There have been five baronetcies created for people with the surname Napier, three in the Baronetage of England, one in the Baronetage of Nova Scotia and one in the Baronetage of the United Kingdom. As of 2014 two of the creations are extant.

The Napier Baronetcy, of Luton Hoo in the County of Bedford, was created in the Baronetage of England on 24 September 1611 for Robert Napier. The title became extinct on the death of the sixth Baronet in 1748.
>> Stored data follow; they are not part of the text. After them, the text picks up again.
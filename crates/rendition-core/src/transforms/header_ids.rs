/*
 * header_ids.rs
 * Copyright (c) 2025 Posit, PBC
 *
 * Transform that assigns anchor ids to headers.
 */

use rendition_blocks::{
    Axes, BlockArena, BlockId, BlockKind, BlockType, ClassBlockMatcher, IdGenerator,
};

use crate::context::TransformationContext;
use crate::error::TransformationError;
use crate::rendering::RenderingContext;
use crate::transformation::Transformation;

/// Prefix of generated header ids.
const HEADER_ID_PREFIX: &str = "H";

/// Transform that gives every header without an id a unique one.
///
/// Ids are derived from the header's text (`Hello World` becomes
/// `HHelloWorld`). Ids already present in the document are kept and never
/// generated again.
pub struct HeaderIdTransform;

impl HeaderIdTransform {
    pub fn new() -> Self {
        Self
    }
}

impl Default for HeaderIdTransform {
    fn default() -> Self {
        Self::new()
    }
}

impl Transformation for HeaderIdTransform {
    fn name(&self) -> &str {
        "header-ids"
    }

    fn priority(&self) -> i32 {
        100
    }

    fn transform(
        &self,
        arena: &mut BlockArena,
        block: BlockId,
        _ctx: &TransformationContext,
        rendering: &mut RenderingContext,
    ) -> Result<(), TransformationError> {
        let headers = arena.get_blocks(
            block,
            &ClassBlockMatcher::new(BlockType::Header),
            Axes::DescendantOrSelf,
        );

        let mut ids = IdGenerator::new();
        for &header in &headers {
            if let Some(BlockKind::Header { id: Some(id), .. }) = arena.kind(header) {
                ids.reserve(id.clone());
            }
        }

        for header in headers {
            if !matches!(arena.kind(header), Some(BlockKind::Header { id: None, .. })) {
                continue;
            }
            rendering.set_current_block(Some(header));
            let text = arena.plain_text(header);
            let generated = ids.generate_unique_id(HEADER_ID_PREFIX, &text)?;
            tracing::trace!(id = %generated, "Assigned header id");
            if let BlockKind::Header { id, .. } = arena[header].kind_mut() {
                *id = Some(generated);
            }
        }
        Ok(())
    }
}
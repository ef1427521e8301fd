//! Error types for rendition-core

use rendition_blocks::{BlockError, SyntaxError};
use thiserror::Error;

/// Error raised by a single transformation pass.
#[derive(Error, Debug, Clone, PartialEq, Eq)]
pub enum TransformationError {
    #[error(transparent)]
    Block(#[from] BlockError),

    #[error(transparent)]
    Syntax(#[from] SyntaxError),

    #[error("{0}")]
    Failed(String),
}

impl TransformationError {
    /// Create an error from any message.
    pub fn failed(msg: impl Into<String>) -> Self {
        Self::Failed(msg.into())
    }
}

/// One failed pass of a pipeline run.
#[derive(Debug, Clone, PartialEq, Eq)]
pub struct PassFailure {
    /// Name of the transformation that failed
    pub transformation: String,
    pub error: TransformationError,
}

/// Every pass that failed during one pipeline run.
///
/// Passes that did not fail still ran, and their changes to the tree are
/// kept.
#[derive(Debug, Clone, PartialEq, Eq)]
pub struct TransformationFailure {
    pub failures: Vec<PassFailure>,
}

impl TransformationFailure {
    pub fn failed_transformations(&self) -> Vec<&str> {
        self.failures
            .iter()
            .map(|f| f.transformation.as_str())
            .collect()
    }
}

impl std::fmt::Display for TransformationFailure {
    fn fmt(&self, f: &mut std::fmt::Formatter<'_>) -> std::fmt::Result {
        write!(f, "{} transformation(s) failed:", self.failures.len())?;
        for failure in &self.failures {
            write!(f, "\n  {}: {}", failure.transformation, failure.error)?;
        }
        Ok(())
    }
}

impl std::error::Error for TransformationFailure {}

#[derive(Error, Debug)]
pub enum RenditionError {
    #[error("IO error: {0}")]
    Io(#[from] std::io::Error),

    #[error("Configuration error: {0}")]
    Config(String),

    #[error(transparent)]
    Syntax(#[from] SyntaxError),

    #[error(transparent)]
    Block(#[from] BlockError),

    #[error(transparent)]
    Transformations(#[from] TransformationFailure),

    #[error("{0}")]
    Other(String),
}

impl RenditionError {
    /// Create an error from any message.
    pub fn other(msg: impl Into<String>) -> Self {
        Self::Other(msg.into())
    }
}

impl From<toml::de::Error> for RenditionError {
    fn from(err: toml::de::Error) -> Self {
        Self::Config(err.to_string())
    }
}

pub type Result<T> = std::result::Result<T, RenditionError>;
The Napier Baronetcy, of Merchistoun in the County of Midlothian, was created in the Baronetage of Nova Scotia on 2 March 1627 for Archibald Napier. Later that year he was raised to the Peerage of Scotland as Lord Napier. The baronetcy became dormant in 1683 on the death of the third Lord and third Baronet, while the lordship passed to the late Lord's nephew. The baronetcy was successfully claimed in 1817 by the third Lord Napier's heir male general, the eighth Baronet. The 13th Baronet settled in South Africa, where the 14th Baronet lives in Benmore Gardens.

The Napier Baronetcy, of Middle Marsh in the County of Dorset, was created in the Baronetage of England on 25 June 1641 for Gerrard Napier. The title became extinct on the death of the sixth Baronet in 1765.
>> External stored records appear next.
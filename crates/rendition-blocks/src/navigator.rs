/*
 * navigator.rs
 * Copyright (c) 2025 Posit, PBC
 *
 * Axis-based navigation over the block tree.
 */

//! Axis-based navigation.
//!
//! Axes follow the XPath model. Every axis is exposed as one lazy iterator
//! ([`BlockArena::axis_iter`]); [`BlockArena::get_blocks`] collects the
//! matching blocks and [`BlockArena::get_first_block`] stops at the first
//! one. Both read the same iterator, so the first block is always the head
//! of the full list.
//!
//! Orders:
//!
//! | axis | order |
//! |---|---|
//! | `ancestor`, `ancestor-or-self` | nearest first |
//! | `child` | child order |
//! | `descendant`, `descendant-or-self` | pre-order |
//! | `following-sibling`, `preceding-sibling` | the single adjacent sibling |
//! | `following` | document order after the block, its descendants excluded |
//! | `preceding` | reverse document order before the block, its ancestors excluded |

use std::iter;
use std::str::FromStr;

use crate::arena::{BlockArena, BlockId};
use crate::matcher::BlockMatcher;

/// Traversal direction relative to a starting block.
#[derive(Debug, Clone, Copy, PartialEq, Eq, Hash)]
pub enum Axes {
    Self_,
    Parent,
    Ancestor,
    AncestorOrSelf,
    Child,
    Descendant,
    DescendantOrSelf,
    FollowingSibling,
    Following,
    PrecedingSibling,
    Preceding,
}

impl Axes {
    pub const ALL: [Axes; 11] = [
        Axes::Self_,
        Axes::Parent,
        Axes::Ancestor,
        Axes::AncestorOrSelf,
        Axes::Child,
        Axes::Descendant,
        Axes::DescendantOrSelf,
        Axes::FollowingSibling,
        Axes::Following,
        Axes::PrecedingSibling,
        Axes::Preceding,
    ];

    pub fn as_str(&self) -> &'static str {
        match self {
            Axes::Self_ => "self",
            Axes::Parent => "parent",
            Axes::Ancestor => "ancestor",
            Axes::AncestorOrSelf => "ancestor-or-self",
            Axes::Child => "child",
            Axes::Descendant => "descendant",
            Axes::DescendantOrSelf => "descendant-or-self",
            Axes::FollowingSibling => "following-sibling",
            Axes::Following => "following",
            Axes::PrecedingSibling => "preceding-sibling",
            Axes::Preceding => "preceding",
        }
    }
}

impl std::fmt::Display for Axes {
    fn fmt(&self, f: &mut std::fmt::Formatter<'_>) -> std::fmt::Result {
        write!(f, "{}", self.as_str())
    }
}

impl FromStr for Axes {
    type Err = String;

    fn from_str(s: &str) -> Result<Self, Self::Err> {
        Axes::ALL
            .into_iter()
            .find(|axes| axes.as_str() == s)
            .ok_or_else(|| format!("Unknown axis: {}", s))
    }
}

/// Pre-order walk of a subtree (the root first).
pub struct PreOrder<'a> {
    arena: &'a BlockArena,
    stack: Vec<BlockId>,
}

impl Iterator for PreOrder<'_> {
    type Item = BlockId;

    fn next(&mut self) -> Option<BlockId> {
        let current = self.stack.pop()?;
        self.stack
            .extend(self.arena.children(current).iter().rev().copied());
        Some(current)
    }
}

/// Reverse document order of a subtree: last descendant first, the root
/// last.
pub struct ReversePreOrder<'a> {
    arena: &'a BlockArena,
    stack: Vec<(BlockId, bool)>,
}

impl Iterator for ReversePreOrder<'_> {
    type Item = BlockId;

    fn next(&mut self) -> Option<BlockId> {
        loop {
            let (current, expanded) = self.stack.pop()?;
            if expanded {
                return Some(current);
            }
            self.stack.push((current, true));
            self.stack.extend(
                self.arena
                    .children(current)
                    .iter()
                    .map(|&child| (child, false)),
            );
        }
    }
}

impl BlockArena {
    /// Pre-order walk of the subtree rooted at `root`, `root` included.
    pub fn pre_order(&self, root: BlockId) -> PreOrder<'_> {
        let stack = if self.contains(root) {
            vec![root]
        } else {
            Vec::new()
        };
        PreOrder { arena: self, stack }
    }

    /// Reverse document order of the subtree rooted at `root`.
    pub fn reverse_pre_order(&self, root: BlockId) -> ReversePreOrder<'_> {
        let stack = if self.contains(root) {
            vec![(root, false)]
        } else {
            Vec::new()
        };
        ReversePreOrder { arena: self, stack }
    }

    /// Every block on `axes` relative to `start`, in axis order.
    ///
    /// A stale `start` yields nothing.
    pub fn axis_iter(&self, start: BlockId, axes: Axes) -> Box<dyn Iterator<Item = BlockId> + '_> {
        if !self.contains(start) {
            return Box::new(iter::empty());
        }
        match axes {
            Axes::Self_ => Box::new(iter::once(start)),
            Axes::Parent => Box::new(self.parent(start).into_iter()),
            Axes::Ancestor => Box::new(iter::successors(self.parent(start), move |&b| {
                self.parent(b)
            })),
            Axes::AncestorOrSelf => {
                Box::new(iter::successors(Some(start), move |&b| self.parent(b)))
            }
            Axes::Child => Box::new(self.children(start).iter().copied()),
            Axes::Descendant => Box::new(self.pre_order(start).skip(1)),
            Axes::DescendantOrSelf => Box::new(self.pre_order(start)),
            Axes::FollowingSibling => Box::new(self.next_sibling(start).into_iter()),
            Axes::PrecedingSibling => Box::new(self.previous_sibling(start).into_iter()),
            Axes::Following => Box::new(
                iter::successors(Some(start), move |&b| self.parent(b))
                    .flat_map(move |b| {
                        iter::successors(self.next_sibling(b), move |&s| self.next_sibling(s))
                    })
                    .flat_map(move |s| self.pre_order(s)),
            ),
            Axes::Preceding => Box::new(
                iter::successors(Some(start), move |&b| self.parent(b))
                    .flat_map(move |b| {
                        iter::successors(self.previous_sibling(b), move |&s| {
                            self.previous_sibling(s)
                        })
                    })
                    .flat_map(move |s| self.reverse_pre_order(s)),
            ),
        }
    }

    /// All blocks on `axes` accepted by `matcher`, in axis order.
    pub fn get_blocks<M>(&self, start: BlockId, matcher: &M, axes: Axes) -> Vec<BlockId>
    where
        M: BlockMatcher + ?Sized,
    {
        self.axis_iter(start, axes)
            .filter(|&b| matcher.matches(self, b))
            .collect()
    }

    /// First block on `axes` accepted by `matcher`.
    pub fn get_first_block<M>(&self, start: BlockId, matcher: &M, axes: Axes) -> Option<BlockId>
    where
        M: BlockMatcher + ?Sized,
    {
        self.axis_iter(start, axes)
            .find(|&b| matcher.matches(self, b))
    }
}

#[cfg(test)]
mod tests {
    use super::*;
    use crate::block::{BlockKind, BlockType};
    use crate::matcher::{AnyBlockMatcher, ClassBlockMatcher};

    /// Builds
    ///
    /// ```text
    /// root
    /// ├── p1
    /// │   ├── a
    /// │   └── b
    /// ├── p2
    /// │   ├── c
    /// │   └── g
    /// │       └── d
    /// └── p3
    ///     └── e
    /// ```
    struct Fixture {
        arena: BlockArena,
        root: BlockId,
        p1: BlockId,
        p2: BlockId,
        p3: BlockId,
        a: BlockId,
        b: BlockId,
        c: BlockId,
        g: BlockId,
        d: BlockId,
        e: BlockId,
    }

    fn fixture() -> Fixture {
        let mut arena = BlockArena::new();
        let root = arena.create(BlockKind::xdom());
        let p1 = arena.create(BlockKind::Paragraph);
        let p2 = arena.create(BlockKind::Paragraph);
        let p3 = arena.create(BlockKind::Paragraph);
        let a = arena.create(BlockKind::word("a"));
        let b = arena.create(BlockKind::word("b"));
        let c = arena.create(BlockKind::word("c"));
        let g = arena.create(BlockKind::Group);
        let d = arena.create(BlockKind::word("d"));
        let e = arena.create(BlockKind::word("e"));
        arena.add_children(root, &[p1, p2, p3]).unwrap();
        arena.add_children(p1, &[a, b]).unwrap();
        arena.add_children(p2, &[c, g]).unwrap();
        arena.add_child(g, d).unwrap();
        arena.add_child(p3, e).unwrap();
        Fixture {
            arena,
            root,
            p1,
            p2,
            p3,
            a,
            b,
            c,
            g,
            d,
            e,
        }
    }

    #[test]
    fn test_self_and_parent() {
        let f = fixture();
        let any = AnyBlockMatcher;
        assert_eq!(f.arena.get_blocks(f.c, &any, Axes::Self_), vec![f.c]);
        assert_eq!(f.arena.get_blocks(f.c, &any, Axes::Parent), vec![f.p2]);
        assert!(f.arena.get_blocks(f.root, &any, Axes::Parent).is_empty());
    }

    #[test]
    fn test_ancestor_axes() {
        let f = fixture();
        let any = AnyBlockMatcher;
        assert_eq!(
            f.arena.get_blocks(f.d, &any, Axes::Ancestor),
            vec![f.g, f.p2, f.root]
        );
        assert_eq!(
            f.arena.get_blocks(f.d, &any, Axes::AncestorOrSelf),
            vec![f.d, f.g, f.p2, f.root]
        );
    }

    #[test]
    fn test_child_and_descendant_axes() {
        let f = fixture();
        let any = AnyBlockMatcher;
        assert_eq!(
            f.arena.get_blocks(f.root, &any, Axes::Child),
            vec![f.p1, f.p2, f.p3]
        );
        assert_eq!(
            f.arena.get_blocks(f.p2, &any, Axes::Descendant),
            vec![f.c, f.g, f.d]
        );

        let all = f.arena.get_blocks(f.root, &any, Axes::DescendantOrSelf);
        assert_eq!(
            all,
            vec![f.root, f.p1, f.a, f.b, f.p2, f.c, f.g, f.d, f.p3, f.e]
        );
        assert_eq!(all.len(), f.arena.len());
    }

    #[test]
    fn test_sibling_axes() {
        let f = fixture();
        let any = AnyBlockMatcher;
        assert_eq!(
            f.arena.get_blocks(f.p1, &any, Axes::FollowingSibling),
            vec![f.p2]
        );
        assert_eq!(
            f.arena.get_blocks(f.p3, &any, Axes::PrecedingSibling),
            vec![f.p2]
        );
        assert!(
            f.arena
                .get_blocks(f.p3, &any, Axes::FollowingSibling)
                .is_empty()
        );
    }

    #[test]
    fn test_following_axis() {
        let f = fixture();
        let any = AnyBlockMatcher;
        assert_eq!(
            f.arena.get_blocks(f.a, &any, Axes::Following),
            vec![f.b, f.p2, f.c, f.g, f.d, f.p3, f.e]
        );
        // Descendants of the start block are not "following".
        assert_eq!(
            f.arena.get_blocks(f.p2, &any, Axes::Following),
            vec![f.p3, f.e]
        );
    }

    #[test]
    fn test_preceding_axis() {
        let f = fixture();
        let any = AnyBlockMatcher;
        // Ancestors (g, p2, root) are not "preceding".
        assert_eq!(
            f.arena.get_blocks(f.d, &any, Axes::Preceding),
            vec![f.c, f.b, f.a, f.p1]
        );
        assert_eq!(
            f.arena.get_blocks(f.e, &any, Axes::Preceding),
            vec![f.d, f.g, f.c, f.p2, f.b, f.a, f.p1]
        );
    }

    #[test]
    fn test_first_block_matches_head_of_list_on_every_axis() {
        let f = fixture();
        let words = ClassBlockMatcher::new(BlockType::Word);
        let any = AnyBlockMatcher;
        for start in [f.root, f.p1, f.p2, f.p3, f.a, f.b, f.c, f.g, f.d, f.e] {
            for axes in Axes::ALL {
                let all = f.arena.get_blocks(start, &words, axes);
                assert_eq!(
                    f.arena.get_first_block(start, &words, axes),
                    all.first().copied(),
                    "axis {} from {}",
                    axes,
                    start
                );
                let all = f.arena.get_blocks(start, &any, axes);
                assert_eq!(
                    f.arena.get_first_block(start, &any, axes),
                    all.first().copied()
                );
            }
        }
    }

    #[test]
    fn test_no_match_is_empty_not_error() {
        let f = fixture();
        let headers = ClassBlockMatcher::new(BlockType::Header);
        assert!(
            f.arena
                .get_blocks(f.root, &headers, Axes::DescendantOrSelf)
                .is_empty()
        );
        assert_eq!(
            f.arena
                .get_first_block(f.root, &headers, Axes::DescendantOrSelf),
            None
        );
    }

    #[test]
    fn test_stale_start_yields_nothing() {
        let mut f = fixture();
        f.arena.destroy(f.p3).unwrap();
        assert!(
            f.arena
                .get_blocks(f.e, &AnyBlockMatcher, Axes::AncestorOrSelf)
                .is_empty()
        );
    }

    #[test]
    fn test_axes_names_round_trip() {
        for axes in Axes::ALL {
            assert_eq!(axes.as_str().parse::<Axes>(), Ok(axes));
        }
        assert!("sideways".parse::<Axes>().is_err());
    }
}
The Napier Baronetcy, of Punknoll in the County of Dorset, was created in the Baronetage of England on 25 February 1682 for Robert Napier, a nephew of Sir Gerrard Napier. The title probably became extinct on the death of the second Baronet in 1743.
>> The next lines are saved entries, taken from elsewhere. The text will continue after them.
/*
 * context.rs
 * Copyright (c) 2025 Posit, PBC
 *
 * Per-call input of the transformation pipeline.
 */

use rendition_blocks::{BlockId, Syntax};

/// Describes one request to transform a document.
#[derive(Debug, Clone, Default, PartialEq, Eq)]
pub struct TransformationContext {
    /// Root of the document being transformed
    pub xdom: Option<BlockId>,
    /// Syntax the document was parsed from
    pub syntax: Option<Syntax>,
    /// Identifier of this execution
    pub id: Option<String>,
    /// Whether passes must avoid unsafe operations
    pub restricted: bool,
    /// Syntax the document will be rendered to
    pub target_syntax: Option<Syntax>,
    /// Explicit pass list, replacing the configured one when set
    pub transformation_names: Option<Vec<String>>,
}

impl TransformationContext {
    pub fn new(xdom: BlockId) -> Self {
        Self {
            xdom: Some(xdom),
            ..Default::default()
        }
    }

    pub fn with_syntax(mut self, syntax: Syntax) -> Self {
        self.syntax = Some(syntax);
        self
    }

    pub fn with_target_syntax(mut self, syntax: Syntax) -> Self {
        self.target_syntax = Some(syntax);
        self
    }

    pub fn with_id(mut self, id: impl Into<String>) -> Self {
        self.id = Some(id.into());
        self
    }

    pub fn with_restricted(mut self, restricted: bool) -> Self {
        self.restricted = restricted;
        self
    }

    pub fn with_transformation_names<I, S>(mut self, names: I) -> Self
    where
        I: IntoIterator<Item = S>,
        S: Into<String>,
    {
        self.transformation_names = Some(names.into_iter().map(Into::into).collect());
        self
    }
}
The Napier Baronetcy, of Merrion Square in the County of Dublin, was created in the Baronetage of the United Kingdom on 9 April 1867 for the Conservative politician and former Lord Chancellor of Ireland Joseph Napier.

Napier baronets, of Luton Hoo (1611)

Sir Robert Napier, 1st Baronet (1560–1637)
Sir Robert Napier, 2nd Baronet (–1661)
Sir Robert Napier, 3rd Baronet (died 1675)
Sir John Napier, 4th Baronet (1636–1711)
Sir Theophilus Napier, 5th Baronet (1672–1719)
Sir John Napier, 6th Baronet (died 1748)

Napier baronets, of Merchistoun (1627)

Archibald Napier, 1st Lord Napier, 1st Baronet (–1645)
Archibald Napier, 2nd Lord Napier, 2nd Baronet (c. 1625–1660)
Archibald Napier, 3rd Lord Napier, 3rd Baronet (died 1683) 
Sir Alexander Napier, de jure 4th Baronet (died 1702)
Sir John Napier, de jure 5th Baronet (1686–1735)
Sir William Napier, de jure 6th Baronet (died )
Sir Robert John Milliken-Napier, de jure 7th Baronet (1765–1808)
Sir William John Milliken-Napier, 8th Baronet (1788–1852)
Sir Robert John Milliken-Napier, 9th Baronet (1818–1884)
Sir Archibald Lennox Milliken Napier, 10th Baronet (1855–1907)
Sir Alexander Lennox Napier, 11th Baronet (1882–1954)
Sir Robert Archibald Napier, MBE, 12th Baronet (1889–1965)
Sir William Archibald Napier, 13th Baronet (1915–1990)
Sir John Archibald Lennox Napier, 14th Baronet (born 1946)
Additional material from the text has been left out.